Effetti negativi sul cuore per via del terremoto. Lo stress acuto può essere dannoso anche alle persone che non hanno problemi coronarici.

Il rischio di sviluppare patologie correlate rimane anche per diversi mesi aumentando fino al 15%. È necessario dunque intervenire tempestivamente con un sostegno psicologico chi ha vissuto un’esperienza traumatica e drammatica come questa. A lanciare l’appello sono stati i cardiologi che hanno presentato il Congresso dell’Europaen Society (Esc 2016) al via da domani fino al 31 agosto a Roma.

Si chiama sindrome di taki-tsubo (cardiomiopatia da stress) e determina una sorta di necrosi nella parte apicale del cuore. Il presidente della Società italiana di cardiologia (Sic) Francesco Romeo spiega infatti che “una situazione fortemente e intensamente stressante può colpire una persona senza patologie”. La taki-tsubo modifica la forma del ventricolo cardiaco “in una specie di cestello (tsubo) usato dai pescatori giapponesi per la pesca del polpo (tako). Ma i rischi aumentano anche nei mesi successivi all’evento drammatico, come è stato studiato anche nel caso dell’attentato delle Torri gemelle. L’elaborazione del lutto, lo stress che permane se non vengono risolte le condizioni sociali causate dall’evento – precisa il dottore – sono condizioni negative per la salute cardiaca”.

L’aspetto psicologico delle persone che hanno vissuto questa esperienza è dunque determinante e da non sottovalutare. Percorsi di recupero che evitino il presentarsi di stress cronico il quale come abbiamo visto incide negativamente sul benessere del cuore. “La correlazione con sintomi psichici come ansia, depressione e disturbi post-traumatici, attacchi di panico, insonnia, cefalea è intuitiva”, evidenzia Leonardo Bolognese, direttore di Cardiologia all’ospedale di Arezzo: “Uno studio della Cornell University ha evidenziato alterazioni delle aree cerebrali deputate alla paura nelle vittime rispetto ai soggetti non esposti”.

Il direttore della Cardiologia dell’ospedale Garibaldi di Catania Michele Gulizia avverte infatti che si tratta di “un meccanismo complesso a cui si deve rispondere con una politica di assistenza psicologico-sociale alle popolazioni colpite dal sisma per non rischiare tra 5-10 anni di assistere a un picco epidemiologico che potrebbe interessare il 15% della popolazione, anche persone altrimenti sane”.

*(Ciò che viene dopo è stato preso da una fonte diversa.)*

use std::collections::BTreeSet;
use std::io::Read;
use std::path::Path;

use serde::{Deserialize, Serialize};
use tracing::{info, warn};

use crate::error::{CedearError, Result};

pub const LOCAL_COLUMN: &str = "CEDEAR-ARS";
pub const DOLLAR_COLUMN: &str = "CEDEARD";
pub const UNDERLYING_COLUMN: &str = "Subyacente";
pub const RATIO_COLUMN: &str = "Ratio";

const REQUIRED_COLUMNS: [&str; 4] = [LOCAL_COLUMN, DOLLAR_COLUMN, UNDERLYING_COLUMN, RATIO_COLUMN];

/// One row of the reference table: a CEDEAR, its dollar line and the foreign share it wraps.
///
/// `ratio` is how many CEDEAR units make up one underlying share.
#[derive(Debug, Clone, PartialEq, Serialize, Deserialize)]
pub struct InstrumentMapping {
    #[serde(rename = "CEDEAR-ARS")]
    pub local_ticker: String,
    #[serde(rename = "CEDEARD")]
    pub dollar_ticker: String,
    #[serde(rename = "Subyacente")]
    pub underlying_ticker: String,
    #[serde(rename = "Ratio")]
    pub ratio: f64,
}

impl InstrumentMapping {
    pub fn tickers(&self) -> [&str; 3] {
        [
            &self.local_ticker,
            &self.dollar_ticker,
            &self.underlying_ticker,
        ]
    }
}

/// The static instrument relationships, read once at startup.
#[derive(Debug, Clone, Default)]
pub struct ReferenceTable {
    pub rows: Vec<InstrumentMapping>,
}

impl ReferenceTable {
    /// Loads the reference table from a CSV file.
    ///
    /// Fields are trimmed and columns other than the four required ones are
    /// ignored. Rows with a non-positive ratio or an empty ticker are dropped
    /// with a warning.
    ///
    /// # Arguments
    /// * `path`: Location of the table, e.g. `data/CEDEARcsv.csv`
    ///
    /// # Errors
    /// Returns an error if:
    /// - The file is missing or unreadable (`SourceLoad`)
    /// - The header lacks `CEDEAR-ARS`, `CEDEARD`, `Subyacente` or `Ratio` (`MissingColumn`)
    /// - A row's ratio is not a number (`SourceLoad`)
    ///
    /// # Returns
    /// The rows in file order
    pub fn load(path: impl AsRef<Path>) -> Result<Self> {
        let path = path.as_ref();
        let reader = csv::ReaderBuilder::new()
            .trim(csv::Trim::All)
            .from_path(path)
            .map_err(|source| CedearError::SourceLoad {
                path: path.to_path_buf(),
                source,
            })?;

        Self::from_csv(reader, path)
    }

    /// Parses a table from any reader; `origin` only names it in errors.
    #[cfg(test)]
    pub fn from_reader<R: Read>(reader: R, origin: impl AsRef<Path>) -> Result<Self> {
        let reader = csv::ReaderBuilder::new()
            .trim(csv::Trim::All)
            .from_reader(reader);
        Self::from_csv(reader, origin.as_ref())
    }

    fn from_csv<R: Read>(mut reader: csv::Reader<R>, origin: &Path) -> Result<Self> {
        let load_error = |source| CedearError::SourceLoad {
            path: origin.to_path_buf(),
            source,
        };

        let headers = reader.headers().map_err(load_error)?.clone();
        for column in REQUIRED_COLUMNS {
            if !headers.iter().any(|h| h == column) {
                return Err(CedearError::MissingColumn {
                    path: origin.to_path_buf(),
                    column,
                });
            }
        }

        let mut rows = Vec::new();
        for record in reader.deserialize::<InstrumentMapping>() {
            let row = record.map_err(load_error)?;

            if !row.ratio.is_finite() || row.ratio <= 0.0 {
                warn!(
                    local = %row.local_ticker,
                    ratio = row.ratio,
                    "Dropping reference row with non-positive ratio"
                );
                continue;
            }
            if row.tickers().iter().any(|t| t.is_empty()) {
                warn!(local = %row.local_ticker, "Dropping reference row with an empty ticker");
                continue;
            }

            rows.push(row);
        }

        info!(rows = rows.len(), path = %origin.display(), "Loaded reference table");
        Ok(Self { rows })
    }

    /// Sorted union of every ticker referenced in any of the three ticker columns.
    pub fn distinct_tickers(&self) -> BTreeSet<String> {
        self.rows
            .iter()
            .flat_map(|row| row.tickers())
            .map(str::to_string)
            .collect()
    }

    pub fn len(&self) -> usize {
        self.rows.len()
    }

    pub fn is_empty(&self) -> bool {
        self.rows.is_empty()
    }
}

#[cfg(test)]
impl From<Vec<InstrumentMapping>> for ReferenceTable {
    fn from(rows: Vec<InstrumentMapping>) -> Self {
        Self { rows }
    }
}
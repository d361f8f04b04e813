use serde::{Deserialize, Serialize};
use tracing::info;

use super::outliers::filter_outliers;
use crate::data::{DerivedRow, Metric};

/// One scatter point, labelled with the ticker shown on hover.
#[derive(Debug, Clone, PartialEq, Serialize, Deserialize)]
pub struct LabeledPoint {
    pub label: String,
    pub x: f64,
    pub y: f64,
}

/// Closed numeric interval, used both for a series' extrema and for a
/// range selection over it.
#[derive(Debug, Clone, Copy, PartialEq, Serialize, Deserialize)]
pub struct Extent {
    pub min: f64,
    pub max: f64,
}

impl Extent {
    pub fn of(values: impl IntoIterator<Item = f64>) -> Option<Self> {
        values.into_iter().fold(None, |acc, v| match acc {
            None => Some(Self { min: v, max: v }),
            Some(e) => Some(Self {
                min: e.min.min(v),
                max: e.max.max(v),
            }),
        })
    }

    pub fn width(&self) -> f64 {
        self.max - self.min
    }

    pub fn contains(&self, value: f64) -> bool {
        value >= self.min && value <= self.max
    }
}

/// The filtered series for one metric, ready to be drawn.
#[derive(Debug, Clone, PartialEq, Serialize, Deserialize)]
pub struct MetricView {
    pub metric: Metric,
    pub points: Vec<LabeledPoint>,
}

impl MetricView {
    /// Projects the gated rows onto `metric` and trims outliers on both axes.
    ///
    /// # Arguments
    /// * `metric`: Which of the three derived points to take from each row
    /// * `rows`: Rows that passed the completeness filter and the liquidity gate
    /// * `iqr_multiplier`: Multiplier handed to `filter_outliers`
    ///
    /// # Returns
    /// A view whose points are labelled with the metric's hover ticker
    pub fn build(metric: Metric, rows: &[DerivedRow], iqr_multiplier: f64) -> Self {
        let points: Vec<LabeledPoint> = rows
            .iter()
            .map(|row| {
                let p = row.point(metric);
                LabeledPoint {
                    label: metric.label(&row.mapping).to_string(),
                    x: p.x,
                    y: p.y,
                }
            })
            .collect();

        let before = points.len();
        let points = filter_outliers(points, iqr_multiplier);
        info!(%metric, before, after = points.len(), "Removed outliers");

        Self { metric, points }
    }

    pub fn x_extent(&self) -> Option<Extent> {
        Extent::of(self.points.iter().map(|p| p.x))
    }

    pub fn y_extent(&self) -> Option<Extent> {
        Extent::of(self.points.iter().map(|p| p.y))
    }

    pub fn is_empty(&self) -> bool {
        self.points.is_empty()
    }
}
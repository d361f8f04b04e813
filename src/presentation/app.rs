//! Interactive scatter explorer.
//!
//! Holds the per-metric control state and draws it. All data comes from an
//! `AnalysisSnapshot` computed beforehand; key presses only move range
//! handles and the highlighted point.

use crossterm::event::{KeyCode, KeyEvent, KeyModifiers};
use ratatui::{
    layout::{Constraint, Direction, Layout, Rect},
    style::{Color, Modifier, Style},
    symbols,
    text::{Line, Span},
    widgets::{Axis, Block, Borders, Chart, Dataset, GraphType, Paragraph, Tabs},
    Frame,
};
use tracing::debug;

use super::range::RangeSelector;
use crate::analysis::{LabeledPoint, MetricView};
use crate::data::Metric;
use crate::pipeline::AnalysisSnapshot;

const ACCENT: Color = Color::Cyan;
const HIGHLIGHT: Color = Color::Yellow;
const TEXT_DIM: Color = Color::DarkGray;

/// Which end of which axis the arrow keys move.
#[derive(Debug, Clone, Copy, PartialEq, Eq)]
pub enum Handle {
    XMin,
    XMax,
    YMin,
    YMax,
}

impl Handle {
    const ALL: [Handle; 4] = [Handle::XMin, Handle::XMax, Handle::YMin, Handle::YMax];

    fn next(self) -> Self {
        let idx = Self::ALL.iter().position(|h| *h == self).unwrap_or(0);
        Self::ALL[(idx + 1) % Self::ALL.len()]
    }

    fn prev(self) -> Self {
        let idx = Self::ALL.iter().position(|h| *h == self).unwrap_or(0);
        Self::ALL[(idx + Self::ALL.len() - 1) % Self::ALL.len()]
    }
}

/// Control state for one metric panel.
#[derive(Debug, Clone)]
pub struct PanelState {
    pub metric: Metric,
    pub x_range: Option<RangeSelector>,
    pub y_range: Option<RangeSelector>,
    pub handle: Handle,
    pub highlighted: usize,
}

impl PanelState {
    pub fn new(view: &MetricView) -> Self {
        let build = |extent| match RangeSelector::for_series(view.metric, extent) {
            Ok(range) => Some(range),
            Err(err) => {
                debug!(error = %err, "Panel will render empty");
                None
            }
        };

        Self {
            metric: view.metric,
            x_range: build(view.x_extent()),
            y_range: build(view.y_extent()),
            handle: Handle::XMin,
            highlighted: 0,
        }
    }

    /// Points of `view` inside both current selections.
    pub fn visible<'a>(&self, view: &'a MetricView) -> Vec<&'a LabeledPoint> {
        let (Some(xr), Some(yr)) = (&self.x_range, &self.y_range) else {
            return Vec::new();
        };
        view.points
            .iter()
            .filter(|p| xr.contains(p.x) && yr.contains(p.y))
            .collect()
    }

    pub fn nudge(&mut self, steps: i32) {
        let range = match self.handle {
            Handle::XMin | Handle::XMax => self.x_range.as_mut(),
            Handle::YMin | Handle::YMax => self.y_range.as_mut(),
        };
        let Some(range) = range else {
            return;
        };
        match self.handle {
            Handle::XMin | Handle::YMin => range.move_lower(steps),
            Handle::XMax | Handle::YMax => range.move_upper(steps),
        }
    }

    pub fn reset(&mut self) {
        if let Some(r) = self.x_range.as_mut() {
            r.reset();
        }
        if let Some(r) = self.y_range.as_mut() {
            r.reset();
        }
        self.highlighted = 0;
    }

    fn cycle_highlight(&mut self, forward: bool, visible: usize) {
        if visible == 0 {
            self.highlighted = 0;
            return;
        }
        let current = self.highlighted.min(visible - 1);
        self.highlighted = if forward {
            (current + 1) % visible
        } else {
            (current + visible - 1) % visible
        };
    }
}

pub struct ExplorerApp<'a> {
    pub running: bool,
    pub current: usize,
    pub panels: Vec<PanelState>,
    snapshot: &'a AnalysisSnapshot,
}

impl<'a> ExplorerApp<'a> {
    pub fn new(snapshot: &'a AnalysisSnapshot) -> Self {
        Self {
            running: true,
            current: 0,
            panels: snapshot.views.iter().map(PanelState::new).collect(),
            snapshot,
        }
    }

    fn current_view(&self) -> &'a MetricView {
        &self.snapshot.views[self.current]
    }

    pub fn visible_count(&self) -> usize {
        self.panels[self.current].visible(self.current_view()).len()
    }

    pub fn handle_key(&mut self, key: KeyEvent) {
        if self.panels.is_empty() {
            self.running = false;
            return;
        }
        let stride = if key.modifiers.contains(KeyModifiers::SHIFT) {
            10
        } else {
            1
        };

        match key.code {
            KeyCode::Char('q') | KeyCode::Esc => self.running = false,
            KeyCode::Tab => self.current = (self.current + 1) % self.panels.len(),
            KeyCode::BackTab => {
                self.current = (self.current + self.panels.len() - 1) % self.panels.len()
            }
            KeyCode::Char(c @ '1'..='9') => {
                let idx = c as usize - '1' as usize;
                if idx < self.panels.len() {
                    self.current = idx;
                }
            }
            KeyCode::Up => {
                let panel = &mut self.panels[self.current];
                panel.handle = panel.handle.prev();
            }
            KeyCode::Down => {
                let panel = &mut self.panels[self.current];
                panel.handle = panel.handle.next();
            }
            KeyCode::Left => self.panels[self.current].nudge(-stride),
            KeyCode::Right => self.panels[self.current].nudge(stride),
            KeyCode::Char('r') => self.panels[self.current].reset(),
            KeyCode::Char('n') => {
                let visible = self.visible_count();
                self.panels[self.current].cycle_highlight(true, visible);
            }
            KeyCode::Char('p') => {
                let visible = self.visible_count();
                self.panels[self.current].cycle_highlight(false, visible);
            }
            _ => {}
        }
    }

    pub fn render(&self, frame: &mut Frame) {
        let chunks = Layout::default()
            .direction(Direction::Vertical)
            .constraints([
                Constraint::Length(3),
                Constraint::Min(10),
                Constraint::Length(6),
                Constraint::Length(1),
            ])
            .split(frame.size());

        self.render_tabs(frame, chunks[0]);
        if self.panels.is_empty() {
            return;
        }

        let view = self.current_view();
        let panel = &self.panels[self.current];
        let visible = panel.visible(view);

        match (&panel.x_range, &panel.y_range) {
            (Some(xr), Some(yr)) => {
                render_chart(frame, chunks[1], view.metric, &visible, panel.highlighted, xr, yr);
                render_controls(frame, chunks[2], panel, &visible, view.points.len());
            }
            _ => render_empty(frame, chunks[1].union(chunks[2]), view.metric),
        }

        let help = Paragraph::new(Line::from(vec![Span::styled(
            " Tab/1-3 metric  ↑↓ handle  ←→ move (Shift ×10)  n/p point  r reset  q quit",
            Style::default().fg(TEXT_DIM),
        )]));
        frame.render_widget(help, chunks[3]);
    }

    fn render_tabs(&self, frame: &mut Frame, area: Rect) {
        let titles: Vec<Line> = self
            .snapshot
            .views
            .iter()
            .map(|v| Line::from(format!(" {} ({}) ", v.metric.title(), v.points.len())))
            .collect();

        let tabs = Tabs::new(titles)
            .block(
                Block::default()
                    .borders(Borders::ALL)
                    .title(" CEDEAR Analysis "),
            )
            .select(self.current)
            .style(Style::default().fg(TEXT_DIM))
            .highlight_style(Style::default().fg(ACCENT).add_modifier(Modifier::BOLD));

        frame.render_widget(tabs, area);
    }
}

/// Axis bounds for a selection; a zero-width selection is padded so the chart can draw it.
fn axis_bounds(range: &RangeSelector) -> [f64; 2] {
    let (lo, hi) = range.selection();
    if hi > lo {
        [lo, hi]
    } else {
        let pad = (lo.abs() * 0.01).max(1e-9);
        [lo - pad, hi + pad]
    }
}

fn axis_labels(bounds: [f64; 2]) -> Vec<Span<'static>> {
    let mid = (bounds[0] + bounds[1]) / 2.0;
    [bounds[0], mid, bounds[1]]
        .iter()
        .map(|v| Span::raw(format_value(*v)))
        .collect()
}

fn format_value(value: f64) -> String {
    let magnitude = value.abs();
    if magnitude >= 1_000_000.0 {
        format!("{:.2}M", value / 1_000_000.0)
    } else if magnitude >= 1_000.0 {
        format!("{:.1}", value)
    } else if magnitude >= 1.0 {
        format!("{:.3}", value)
    } else {
        format!("{:.5}", value)
    }
}

fn render_chart(
    frame: &mut Frame,
    area: Rect,
    metric: Metric,
    visible: &[&LabeledPoint],
    highlighted: usize,
    x_range: &RangeSelector,
    y_range: &RangeSelector,
) {
    let data: Vec<(f64, f64)> = visible.iter().map(|p| (p.x, p.y)).collect();
    let focus: Vec<(f64, f64)> = visible
        .get(highlighted.min(visible.len().saturating_sub(1)))
        .map(|p| vec![(p.x, p.y)])
        .unwrap_or_default();

    let datasets = vec![
        Dataset::default()
            .name(metric.short_name())
            .marker(symbols::Marker::Braille)
            .graph_type(GraphType::Scatter)
            .style(Style::default().fg(ACCENT))
            .data(&data),
        Dataset::default()
            .marker(symbols::Marker::Block)
            .graph_type(GraphType::Scatter)
            .style(Style::default().fg(HIGHLIGHT))
            .data(&focus),
    ];

    let x_bounds = axis_bounds(x_range);
    let y_bounds = axis_bounds(y_range);

    let chart = Chart::new(datasets)
        .block(
            Block::default()
                .borders(Borders::ALL)
                .title(format!(" {} ", metric.title())),
        )
        .x_axis(
            Axis::default()
                .title(format!("X_{}", metric.short_name()))
                .style(Style::default().fg(TEXT_DIM))
                .bounds(x_bounds)
                .labels(axis_labels(x_bounds)),
        )
        .y_axis(
            Axis::default()
                .title(format!("Y_{}", metric.short_name()))
                .style(Style::default().fg(TEXT_DIM))
                .bounds(y_bounds)
                .labels(axis_labels(y_bounds)),
        );

    frame.render_widget(chart, area);
}

fn render_controls(
    frame: &mut Frame,
    area: Rect,
    panel: &PanelState,
    visible: &[&LabeledPoint],
    total: usize,
) {
    let handle_span = |handle: Handle, value: f64| {
        let style = if panel.handle == handle {
            Style::default().fg(HIGHLIGHT).add_modifier(Modifier::BOLD)
        } else {
            Style::default()
        };
        Span::styled(format!("[{}]", format_value(value)), style)
    };

    let mut lines = Vec::new();
    for (name, range, low, high) in [
        ("X", &panel.x_range, Handle::XMin, Handle::XMax),
        ("Y", &panel.y_range, Handle::YMin, Handle::YMax),
    ] {
        if let Some(range) = range {
            let (lo, hi) = range.selection();
            let domain = range.domain();
            lines.push(Line::from(vec![
                Span::raw(format!("Filter {name} values ({}): ", panel.metric.short_name())),
                handle_span(low, lo),
                Span::raw(" – "),
                handle_span(high, hi),
                Span::styled(
                    if range.is_full() {
                        "  full domain".to_string()
                    } else {
                        format!(
                            "  domain {} – {}",
                            format_value(domain.min),
                            format_value(domain.max)
                        )
                    },
                    Style::default().fg(TEXT_DIM),
                ),
            ]));
        }
    }

    lines.push(Line::from(format!("Showing {} of {} rows", visible.len(), total)));
    match visible.get(panel.highlighted.min(visible.len().saturating_sub(1))) {
        Some(point) => lines.push(Line::from(vec![
            Span::styled(
                point.label.clone(),
                Style::default().fg(HIGHLIGHT).add_modifier(Modifier::BOLD),
            ),
            Span::raw(format!(
                "  x = {}  y = {}",
                format_value(point.x),
                format_value(point.y)
            )),
        ])),
        None => lines.push(Line::from(Span::styled(
            "No rows inside the selected ranges",
            Style::default().fg(TEXT_DIM),
        ))),
    }

    let controls = Paragraph::new(lines).block(Block::default().borders(Borders::ALL));
    frame.render_widget(controls, area);
}

fn render_empty(frame: &mut Frame, area: Rect, metric: Metric) {
    let message = Paragraph::new(vec![
        Line::from(""),
        Line::from(Span::styled(
            format!("No rows survived filtering for {}", metric.title()),
            Style::default().fg(TEXT_DIM),
        )),
    ])
    .block(
        Block::default()
            .borders(Borders::ALL)
            .title(format!(" {} ", metric.title())),
    );
    frame.render_widget(message, area);
}
#[cfg(test)]
pub(crate) mod tests {
    use super::*;

    /// In-memory provider; symbols without an entry are unavailable.
    pub(crate) struct StaticProvider {
        pub quotes: HashMap<String, Quote>,
        pub unreachable: Vec<String>,
    }

    impl StaticProvider {
        pub(crate) fn new(entries: &[(&str, f64, f64)]) -> Self {
            Self {
                quotes: entries
                    .iter()
                    .map(|(t, p, v)| (t.to_string(), Quote::new(*p, *v)))
                    .collect(),
                unreachable: Vec::new(),
            }
        }

        /// Requests for `symbols` fail at the transport level.
        pub(crate) fn with_unreachable(mut self, symbols: &[&str]) -> Self {
            self.unreachable = symbols.iter().map(|s| s.to_string()).collect();
            self
        }
    }

    fn transport_error() -> reqwest::Error {
        reqwest::Client::new()
            .get("not a url")
            .build()
            .unwrap_err()
    }

    #[async_trait]
    impl QuoteProvider for StaticProvider {
        async fn latest_quote(&self, symbol: &str) -> Result<Quote> {
            if self.unreachable.iter().any(|s| s == symbol) {
                return Err(CedearError::Provider {
                    ticker: symbol.to_string(),
                    source: transport_error(),
                });
            }
            self.quotes
                .get(symbol)
                .copied()
                .ok_or_else(|| CedearError::unavailable(symbol, "not listed"))
        }

        fn name(&self) -> &str {
            "static"
        }
    }

    fn parse(symbol: &str, body: &str) -> Result<Quote> {
        let envelope: ChartEnvelope = serde_json::from_str(body).unwrap();
        parse_chart(symbol, envelope)
    }

    #[test]
    fn test_parse_latest_complete_bar() {
        let body = r#"{
            "chart": {
                "result": [{
                    "meta": {"symbol": "AAPL", "currency": "USD"},
                    "timestamp": [1700000000, 1700086400],
                    "indicators": {"quote": [{
                        "open": [189.0, 190.0],
                        "close": [189.5, 191.25],
                        "volume": [1000, 52000000]
                    }]}
                }],
                "error": null
            }
        }"#;

        let quote = parse("AAPL", body).unwrap();
        assert_eq!(quote.last_price, 191.25);
        assert_eq!(quote.last_volume, 52_000_000.0);
        assert_eq!(quote.as_of.unwrap().timestamp(), 1700086400);
    }

    #[test]
    fn test_parse_skips_trailing_null_bar() {
        let body = r#"{
            "chart": {
                "result": [{
                    "timestamp": [1700000000, 1700086400],
                    "indicators": {"quote": [{
                        "close": [4500.0, null],
                        "volume": [320, null]
                    }]}
                }],
                "error": null
            }
        }"#;

        let quote = parse("KO.BA", body).unwrap();
        assert_eq!(quote.last_price, 4500.0);
        assert_eq!(quote.last_volume, 320.0);
    }

    #[test]
    fn test_parse_provider_error_is_unavailable() {
        let body = r#"{
            "chart": {
                "result": null,
                "error": {"code": "Not Found", "description": "No data found, symbol may be delisted"}
            }
        }"#;

        let err = parse("GONE.BA", body).unwrap_err();
        match err {
            CedearError::QuoteUnavailable { ticker, reason } => {
                assert_eq!(ticker, "GONE.BA");
                assert!(reason.contains("delisted"));
            }
            other => panic!("unexpected error: {other}"),
        }
    }

    #[test]
    fn test_parse_session_without_trades_is_unavailable() {
        let body = r#"{
            "chart": {
                "result": [{
                    "indicators": {"quote": [{}]}
                }],
                "error": null
            }
        }"#;

        assert!(matches!(
            parse("IDLE.BA", body),
            Err(CedearError::QuoteUnavailable { .. })
        ));
    }

    #[test]
    fn test_parse_rejects_non_positive_close() {
        let body = r#"{
            "chart": {
                "result": [{
                    "indicators": {"quote": [{"close": [0.0], "volume": [10]}]}
                }],
                "error": null
            }
        }"#;

        assert!(matches!(
            parse("ZERO.BA", body),
            Err(CedearError::QuoteUnavailable { .. })
        ));
    }

    #[test]
    fn test_parse_rejects_negative_volume() {
        let body = r#"{
            "chart": {
                "result": [{
                    "indicators": {"quote": [{"close": [5.0], "volume": [-3]}]}
                }],
                "error": null
            }
        }"#;

        match parse("NEG.BA", body) {
            Err(CedearError::QuoteUnavailable { ticker, reason }) => {
                assert_eq!(ticker, "NEG.BA");
                assert!(reason.contains("volume"));
            }
            other => panic!("expected QuoteUnavailable, got {other:?}"),
        }
    }

    #[test]
    fn test_parse_bar_without_close_is_unavailable() {
        let body = r#"{
            "chart": {
                "result": [{
                    "timestamp": [1700000000],
                    "indicators": {"quote": [{"close": [null], "volume": [10]}]}
                }],
                "error": null
            }
        }"#;

        assert!(matches!(
            parse("HALF.BA", body),
            Err(CedearError::QuoteUnavailable { .. })
        ));
    }

    #[test]
    fn test_chart_url_encodes_symbol_as_one_segment() {
        let provider =
            YahooChartProvider::new("https://query1.finance.yahoo.com/", Duration::from_secs(5))
                .unwrap();

        let url = provider.chart_url("AAPL.BA");
        assert_eq!(url.as_str(), "https://query1.finance.yahoo.com/v8/finance/chart/AAPL.BA");

        let url = provider.chart_url("BRK/B");
        assert_eq!(url.path(), "/v8/finance/chart/BRK%2FB");

        let url = provider.chart_url("^MERV");
        assert_eq!(url.path_segments().unwrap().count(), 4);
        assert!(url.path().ends_with("MERV"));
    }

    #[test]
    fn test_provider_rejects_invalid_base_url() {
        assert!(YahooChartProvider::new("query1.finance.yahoo.com", Duration::from_secs(5)).is_err());
        assert!(YahooChartProvider::new("mailto:quotes@example.com", Duration::from_secs(5)).is_err());
    }

    #[tokio::test]
    async fn test_fetch_all_tolerates_transport_failure() {
        let provider = StaticProvider::new(&[("AAPL", 190.0, 1000.0), ("KO", 60.0, 500.0)])
            .with_unreachable(&["AAPL"]);
        let fetcher = QuoteFetcher::new(provider);

        let book = fetcher.fetch_all(["AAPL", "KO"]).await;

        assert_eq!(book.len(), 1);
        assert!(!book.contains("AAPL"));
        assert_eq!(book.price("KO"), Some(60.0));
        assert_eq!(book.unavailable(), &["AAPL".to_string()]);
    }

    #[tokio::test]
    async fn test_fetch_all_excludes_unavailable_tickers() {
        let provider = StaticProvider::new(&[("AAPL", 190.0, 1000.0), ("AAPL.BA", 15000.0, 40.0)]);
        let fetcher = QuoteFetcher::new(provider);

        let book = fetcher.fetch_all(["AAPL", "AAPL.BA", "AAPLD.BA"]).await;

        assert_eq!(book.len(), 2);
        assert_eq!(book.price("AAPL"), Some(190.0));
        assert_eq!(book.volume("AAPL.BA"), Some(40.0));
        assert!(!book.contains("AAPLD.BA"));
        assert_eq!(book.unavailable(), &["AAPLD.BA".to_string()]);
    }

    #[tokio::test]
    async fn test_price_and_volume_keys_match() {
        let provider = StaticProvider::new(&[("A", 1.0, 2.0), ("B", 3.0, 4.0)]);
        let book = QuoteFetcher::new(provider).fetch_all(["A", "B", "C"]).await;

        for ticker in ["A", "B", "C"] {
            assert_eq!(book.price(ticker).is_some(), book.volume(ticker).is_some());
        }
    }
}
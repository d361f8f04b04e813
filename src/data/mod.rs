pub mod ingestion;
pub mod processing;
pub mod reference;

pub use ingestion::{QuoteFetcher, QuoteProvider, YahooChartProvider};
pub use processing::{derive_all, liquidity_gate, retain_quoted, DerivedRow, Metric};
pub use reference::ReferenceTable;

// Re-export for tests
#[cfg(test)]
pub use processing::MetricPoint;
#[cfg(test)]
pub use reference::InstrumentMapping;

Se dunque il sistema d’allarme dell’organismo, attivato dall’evento traumatico, rimane sempre acceso la prima conseguenza è la secrezione di alcuni ormoni (adrenalina, noradrenalina e glucocorticoidi) e l’aumento della pressione sanguigna e del battito cardiaco. La prosecuzione continuata di questo stato produce un affaticamento del cuore e dei vasi sanguini i quali si andranno a inspessire per porre resistenza al flusso ad alta velocità del sangue. Il cuore si stanca determinando un ispessimento delle pareti del ventricolo sinistro (uno dei più comuni e importante marker clinici).

“Da non sottovalutare – aggiunge Gulizia – anche l’esposizione acuta e per molte settimane a polveri e particelle ultrafini, macerie, amianto, diossina, metalli pesanti come piombo e residui di lampadine e strumenti elettrici, che possono causare problemi respiratori, tosse, secchezza delle mucose. Fenomeni che, a seconda dell’ampiezza delle aree interessate da crolli, possono essere sovrapponibili a quella che fu chiamata la sindrome di Ground Zero: interessò centinaia di abitanti e soccorritori esposti alle macerie e ai fumi che, venne calcolato, contenevano detriti in cui erano presenti oltre 2.500 contaminanti tossici. Colpirono occhi e apparato respiratorio in primis, ma anni dopo furono collegati anche ad alcuni casi di tumore, nei soggetti esposti alle fasi di pulitura delle macerie nei mesi successivi”.